It is the first time the company has brought these key elements together into one process.

“How you make a garment is just as important as the garment itself,” said Michael Kobori, vice president of social and environmental sustainability at Levi Strauss & Co.

The Dockers Wellthread design team studied garments from the company’s historical archives to see how clothing has held up over time, and from there created a pilot collection of khakis, jackets and T-shirts. The team engineered lasting value into the design process by reinforcing garments’ points of stress and making buttonholes stronger and pockets more durable.

Together with suppliers, they worked together to find ways to reduce water and energy use. Thie new process utilizes specialized garment-dyeing to reduce both water and energy consumption with cold-water pigment dyes for tops and salt-free reactive dyes for pants and jackets. In addition, the apparel is dyed in the factory, not in the mill – which allows for greater inventory agility because the garments are dyed-to-order.

The designers also considered responsible use and re-use with the end of the garment’s life in mind. Though recycling facilities are not widely available, the company anticipates that one day they will be. Extremely long staples of cotton can be more easily recycled, so the brand developed a unique, long-staple yarn for its premium Wellthread twill. In addition, every garment in the collection uses 100% cotton, thread and pocketing.

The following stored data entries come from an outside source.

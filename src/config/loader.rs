//! Configuration file loader.

use std::path::{Path, PathBuf};

use super::BridgeConfig;

/// Configuration loader that searches multiple locations.
#[derive(Debug)]
pub struct ConfigLoader {
    /// Search paths in order of priority.
    search_paths: Vec<PathBuf>,
}

impl ConfigLoader {
    /// Create a new config loader with default search paths.
    #[must_use]
    pub fn new() -> Self {
        let mut search_paths = Vec::new();

        // 1. Current directory: .codex-bridge.toml
        search_paths.push(PathBuf::from(".codex-bridge.toml"));

        // 2. User config directory: ~/.config/codex-bridge/config.toml
        if let Some(config_dir) = dirs::config_dir() {
            search_paths.push(config_dir.join("codex-bridge").join("config.toml"));
        }

        Self { search_paths }
    }

    /// Create a config loader with a specific config file path.
    #[must_use]
    pub fn with_path(path: PathBuf) -> Self {
        Self {
            search_paths: vec![path],
        }
    }

    /// Load configuration from the first available file, or return defaults.
    ///
    /// # Errors
    ///
    /// Returns an error if a config file exists but cannot be parsed.
    pub fn load(&self) -> Result<BridgeConfig, ConfigError> {
        match self.find_config_file() {
            Some(path) => {
                tracing::debug!(path = %path.display(), "Loading config file");
                Self::load_from_path(&path)
            }
            None => {
                tracing::debug!("No config file found, using defaults");
                Ok(BridgeConfig::default())
            }
        }
    }

    /// Load configuration from a specific path.
    ///
    /// # Errors
    ///
    /// Returns an error if the file cannot be read or parsed.
    pub fn load_from_path(path: &Path) -> Result<BridgeConfig, ConfigError> {
        let content = std::fs::read_to_string(path).map_err(|e| ConfigError::ReadError {
            path: path.to_path_buf(),
            source: e,
        })?;

        toml::from_str(&content).map_err(|e| ConfigError::ParseError {
            path: path.to_path_buf(),
            source: e,
        })
    }

    /// Get the search paths for debugging.
    #[must_use]
    pub fn search_paths(&self) -> &[PathBuf] {
        &self.search_paths
    }

    /// Find the first config file that exists.
    #[must_use]
    pub fn find_config_file(&self) -> Option<PathBuf> {
        self.search_paths.iter().find(|p| p.exists()).cloned()
    }
}

impl Default for ConfigLoader {
    fn default() -> Self {
        Self::new()
    }
}

/// Errors that can occur during configuration loading.
#[derive(Debug, thiserror::Error)]
pub enum ConfigError {
    /// The config file could not be read.
    #[error("Failed to read config file {path}: {source}")]
    ReadError {
        /// File that failed.
        path: PathBuf,
        /// Underlying I/O error.
        source: std::io::Error,
    },

    /// The config file is not valid TOML for [`BridgeConfig`].
    #[error("Failed to parse config file {path}: {source}")]
    ParseError {
        /// File that failed.
        path: PathBuf,
        /// Underlying TOML error.
        source: toml::de::Error,
    },
}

With regards to apparel workers’ welfare, more than twenty years ago, Levi Strauss & Co. developed a code of conduct, called its Terms of Engagement, for its suppliers. These terms implemented standards for labor, safety and the environment that eventually became the industry standard for global supply chains. The company is now piloting a new approach with factories to support programs that will improve the lives of workers in factories around the world. The Dockers Wellthread khakis are made exclusively at one of the Improving Workers’ Well-Being pilot sites.

“The Dockers Wellthread process is a remarkable achievement for the apparel industry,” said Nancy McGaw, the founder and deputy director of the business and society programme at the Aspen Institute. “The company took a risk on this groundbreaking vision and then supported it all the way through its implementation.”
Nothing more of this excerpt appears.